Twenty out-patients (8 females, 32.0±12.4 years old) from the Mental Health Center of Shantou University, meeting DSM-IV criteria for major depressive disorder, were recruited. Patients were excluded from participation on the basis of the following criteria: history of neurological illness or head injury; alcohol or substance abuse history within the past year; electroconvulsive therapy in the past six months; severe or acute medical conditions. All patients did not take any psychiatric medication within two weeks prior to the current experiment and were thus drug-free at the time of the experiment.
Twenty healthy control subjects (8 females, 32.1±10.1 years old) matched for sex, age, and education level with the MDD patients were recruited by advertisement in the community. They had no history or current diagnosis of any Axis I disorder. All participants (N = 40) were right-handed with normal or corrected-to-normal vision.

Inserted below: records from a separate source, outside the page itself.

//! Rich text documents for notes.
//!
//! The tree is the editor's JSON document format: every node carries a
//! `"type"` tag and block nodes hold their children under `"content"`.
//! Plain text and HTML are two folds over the same tree.

use serde::{Deserialize, Serialize};

/// Average reading speed used for `reading_time`.
pub const WORDS_PER_MINUTE: usize = 200;

/// Inline formatting on a text node.
#[derive(Debug, Clone, Copy, PartialEq, Eq, Serialize, Deserialize)]
#[serde(tag = "type", rename_all = "camelCase")]
pub enum Mark {
    Bold,
    Italic,
    Underline,
    Code,
    /// Marks this build does not know; dropped from output.
    #[serde(other)]
    Unknown,
}

#[derive(Debug, Clone, Copy, PartialEq, Eq, Serialize, Deserialize)]
pub struct HeadingAttrs {
    pub level: u8,
}

impl Default for HeadingAttrs {
    fn default() -> Self {
        Self { level: 1 }
    }
}

/// A node in a rich text tree.
#[derive(Debug, Clone, PartialEq, Serialize, Deserialize)]
#[serde(tag = "type", rename_all = "camelCase")]
pub enum RichNode {
    Text {
        #[serde(default)]
        text: String,
        #[serde(default, skip_serializing_if = "Vec::is_empty")]
        marks: Vec<Mark>,
    },
    Paragraph {
        #[serde(default)]
        content: Vec<RichNode>,
    },
    Heading {
        #[serde(default)]
        attrs: HeadingAttrs,
        #[serde(default)]
        content: Vec<RichNode>,
    },
    BulletList {
        #[serde(default)]
        content: Vec<RichNode>,
    },
    OrderedList {
        #[serde(default)]
        content: Vec<RichNode>,
    },
    ListItem {
        #[serde(default)]
        content: Vec<RichNode>,
    },
    Blockquote {
        #[serde(default)]
        content: Vec<RichNode>,
    },
    /// Node types this build does not know; contributes nothing to output.
    #[serde(other)]
    Unknown,
}

impl RichNode {
    pub fn text(text: impl Into<String>) -> Self {
        RichNode::Text {
            text: text.into(),
            marks: Vec::new(),
        }
    }

    pub fn paragraph(content: Vec<RichNode>) -> Self {
        RichNode::Paragraph { content }
    }

    fn children(&self) -> &[RichNode] {
        match self {
            RichNode::Paragraph { content }
            | RichNode::Heading { content, .. }
            | RichNode::BulletList { content }
            | RichNode::OrderedList { content }
            | RichNode::ListItem { content }
            | RichNode::Blockquote { content } => content,
            RichNode::Text { .. } | RichNode::Unknown => &[],
        }
    }

    fn write_plain(&self, out: &mut String) {
        if let RichNode::Text { text, .. } = self {
            out.push_str(text);
            return;
        }
        for child in self.children() {
            child.write_plain(out);
        }
        if matches!(self, RichNode::Paragraph { .. } | RichNode::Heading { .. }) {
            out.push('\n');
        }
    }

    fn write_html(&self, out: &mut String) {
        let tag = match self {
            RichNode::Text { text, marks } => {
                out.push_str(&marked_html(text, marks));
                return;
            }
            RichNode::Unknown => return,
            RichNode::Paragraph { .. } => "p".to_string(),
            RichNode::Heading { attrs, .. } => format!("h{}", attrs.level.clamp(1, 6)),
            RichNode::BulletList { .. } => "ul".to_string(),
            RichNode::OrderedList { .. } => "ol".to_string(),
            RichNode::ListItem { .. } => "li".to_string(),
            RichNode::Blockquote { .. } => "blockquote".to_string(),
        };
        out.push('<');
        out.push_str(&tag);
        out.push('>');
        for child in self.children() {
            child.write_html(out);
        }
        out.push_str("</");
        out.push_str(&tag);
        out.push('>');
    }
}

/// Wrap escaped text in its marks; the first mark is innermost.
fn marked_html(text: &str, marks: &[Mark]) -> String {
    marks.iter().fold(escape_html(text), |inner, mark| match mark {
        Mark::Bold => format!("<strong>{inner}</strong>"),
        Mark::Italic => format!("<em>{inner}</em>"),
        Mark::Underline => format!("<u>{inner}</u>"),
        Mark::Code => format!("<code>{inner}</code>"),
        Mark::Unknown => inner,
    })
}

fn escape_html(text: &str) -> String {
    let mut out = String::with_capacity(text.len());
    for c in text.chars() {
        match c {
            '&' => out.push_str("&amp;"),
            '<' => out.push_str("&lt;"),
            '>' => out.push_str("&gt;"),
            '"' => out.push_str("&quot;"),
            '\'' => out.push_str("&#39;"),
            _ => out.push(c),
        }
    }
    out
}

/// Root of a rich text tree.
#[derive(Debug, Clone, Default, PartialEq, Serialize, Deserialize)]
#[serde(tag = "type", rename = "doc")]
pub struct RichDoc {
    #[serde(default)]
    pub content: Vec<RichNode>,
}

impl RichDoc {
    pub fn new(content: Vec<RichNode>) -> Self {
        Self { content }
    }

    /// The document a freshly created note starts with: one empty paragraph.
    pub fn blank() -> Self {
        Self::new(vec![RichNode::paragraph(vec![RichNode::text("")])])
    }

    /// One paragraph per line of `text`.
    pub fn from_plain_text(text: &str) -> Self {
        let content = text
            .lines()
            .map(|line| {
                if line.is_empty() {
                    RichNode::paragraph(Vec::new())
                } else {
                    RichNode::paragraph(vec![RichNode::text(line)])
                }
            })
            .collect::<Vec<_>>();
        if content.is_empty() {
            return Self::blank();
        }
        Self::new(content)
    }

    /// Parse a stored document, degrading to an empty one when malformed.
    pub fn from_json_lossy(value: &serde_json::Value) -> Self {
        match serde_json::from_value(value.clone()) {
            Ok(doc) => doc,
            Err(e) => {
                log::warn!("Malformed rich text document, showing it empty: {}", e);
                Self::default()
            }
        }
    }

    pub fn to_json(&self) -> serde_json::Value {
        serde_json::to_value(self).unwrap_or(serde_json::Value::Null)
    }

    /// Text content with a newline after each paragraph and heading, trimmed.
    pub fn plain_text(&self) -> String {
        let mut out = String::new();
        for node in &self.content {
            node.write_plain(&mut out);
        }
        out.trim().to_string()
    }

    pub fn to_html(&self) -> String {
        let mut out = String::new();
        for node in &self.content {
            node.write_html(&mut out);
        }
        out
    }

    pub fn word_count(&self) -> usize {
        word_count(&self.plain_text())
    }

    /// Estimated minutes to read.
    pub fn reading_time(&self) -> usize {
        reading_time(self.word_count())
    }
}

pub fn word_count(text: &str) -> usize {
    text.split_whitespace().count()
}

/// Minutes to read `words` words, rounded up.
pub fn reading_time(words: usize) -> usize {
    words.div_ceil(WORDS_PER_MINUTE)
}

#[cfg(test)]
mod tests {
    use super::*;
    use serde_json::json;

    fn sample() -> serde_json::Value {
        json!({
            "type": "doc",
            "content": [
                { "type": "heading", "attrs": { "level": 2 }, "content": [
                    { "type": "text", "text": "Plan" }
                ]},
                { "type": "paragraph", "content": [
                    { "type": "text", "text": "Ship " },
                    { "type": "text", "text": "it", "marks": [{ "type": "bold" }, { "type": "italic" }] }
                ]},
                { "type": "bulletList", "content": [
                    { "type": "listItem", "content": [
                        { "type": "paragraph", "content": [{ "type": "text", "text": "a < b" }] }
                    ]}
                ]}
            ]
        })
    }

    #[test]
    fn test_plain_text_fold() {
        let doc = RichDoc::from_json_lossy(&sample());
        assert_eq!(doc.plain_text(), "Plan\nShip it\na < b");
    }

    #[test]
    fn test_html_fold() {
        let doc = RichDoc::from_json_lossy(&sample());
        assert_eq!(
            doc.to_html(),
            "<h2>Plan</h2><p>Ship <em><strong>it</strong></em></p>\
             <ul><li><p>a &lt; b</p></li></ul>"
        );
    }

    #[test]
    fn test_unknown_nodes_and_marks_are_tolerated() {
        let value = json!({
            "type": "doc",
            "content": [
                { "type": "horizontalRule" },
                { "type": "paragraph", "content": [
                    { "type": "text", "text": "x", "marks": [{ "type": "strike" }] }
                ]}
            ]
        });
        let doc = RichDoc::from_json_lossy(&value);
        assert_eq!(doc.plain_text(), "x");
        assert_eq!(doc.to_html(), "<p>x</p>");
    }

    #[test]
    fn test_malformed_document_is_empty() {
        let doc = RichDoc::from_json_lossy(&json!({ "type": "doc", "content": 7 }));
        assert_eq!(doc, RichDoc::default());
        assert_eq!(doc.plain_text(), "");
    }

    #[test]
    fn test_blank_document() {
        let doc = RichDoc::blank();
        assert_eq!(doc.plain_text(), "");
        assert_eq!(doc.word_count(), 0);
        assert_eq!(doc.reading_time(), 0);
    }

    #[test]
    fn test_from_plain_text_keeps_lines() {
        let doc = RichDoc::from_plain_text("one two\n\nthree");
        assert_eq!(doc.content.len(), 3);
        assert_eq!(doc.plain_text(), "one two\n\nthree");
        assert_eq!(doc.word_count(), 3);
    }

    #[test]
    fn test_reading_time_rounds_up() {
        assert_eq!(reading_time(1), 1);
        assert_eq!(reading_time(200), 1);
        assert_eq!(reading_time(201), 2);
    }
}
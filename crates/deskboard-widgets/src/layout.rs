//! Layout helpers: separators, section labels, badges.

use egui::{Color32, CornerRadius, FontId, Pos2, Sense, Stroke, Ui, vec2};

use crate::{sizing, theme};

/// Draw a horizontal separator line.
pub fn separator(ui: &mut Ui) {
    let rect = ui.available_rect_before_wrap();
    let y = rect.top() + 4.0;
    ui.painter().line_segment(
        [Pos2::new(rect.left(), y), Pos2::new(rect.right(), y)],
        Stroke::new(1.0, theme::BORDER),
    );
    ui.add_space(8.0);
}

/// Draw a section label (small, muted, uppercase).
pub fn section_label(ui: &mut Ui, text: &str) {
    ui.label(
        egui::RichText::new(text.to_uppercase())
            .size(10.0)
            .color(theme::TEXT_MUTED),
    );
}

/// A small pill with text, e.g. a priority or tag.
pub fn badge(ui: &mut Ui, text: &str, fill: Color32, color: Color32) {
    let font_id = FontId::proportional(10.0);
    let galley = ui.painter().layout_no_wrap(text.to_string(), font_id, color);
    let size = vec2(galley.size().x + 12.0, galley.size().y + 4.0);
    let (rect, _) = ui.allocate_exact_size(size, Sense::hover());
    if ui.is_rect_visible(rect) {
        ui.painter()
            .rect_filled(rect, CornerRadius::same(sizing::PANEL_RADIUS), fill);
        ui.painter()
            .galley(rect.center() - galley.size() / 2.0, galley, color);
    }
}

Severity of depression in both groups was assessed using the 21-item version of the Beck Depression Inventory (BDI) [26]. Participants of both groups also completed the State-Trait Anxiety Inventory (STAI) [27] consisting of a trait form (STAI-T) and a state form (STAI-S).
Material
Ninety-six Chinese two-character words were used as distractor stimuli (see the Text S1 for the selection of the words). These consisted of three word types, with 32 words of each type: positive (e.g., “??”(kuai4le4, meaning ‘happy’), “??”(mei3li4, meaning ‘beautiful’)), negative (e.g., “??”(kong3bu4, meaning ‘horrible’), “??”(xiong1e4, meaning ‘vicious’)) and depression-related (e.g., “?”(bei1shang1, meaning ‘sad’), “?”(jue2wang4, meaning ‘hopeless’)). The emotional valence was rated on a 9-point Likert scale (1, most unpleasant, and 9, most pleasant). The mean (±SD) valence of the positive, negative and depression-related words was 7.60(±.49), 2.51(±.45) and 2.43(±.46), respectively. The emotional valence was significantly different between the positive and the other two types (all ps<.001). But there was no significant difference between the valence of negative and depression-related words (p = .48). Words were selected as depression-relevant if they received a rating of greater than 3 for relevance to depression on a 0∼5 scale (0, not at all related to depression, and 5, highly related to depression). The mean score of relevance to depression of the positive, negative and depression-related words was .28(±.11), 2.02(±.50) and 3.91(±.51), respectively. There were significant differences between each two of the three types (all ps<.001). The three word types were matched for frequency and number of strokes of the characters constituting the words (p>.05).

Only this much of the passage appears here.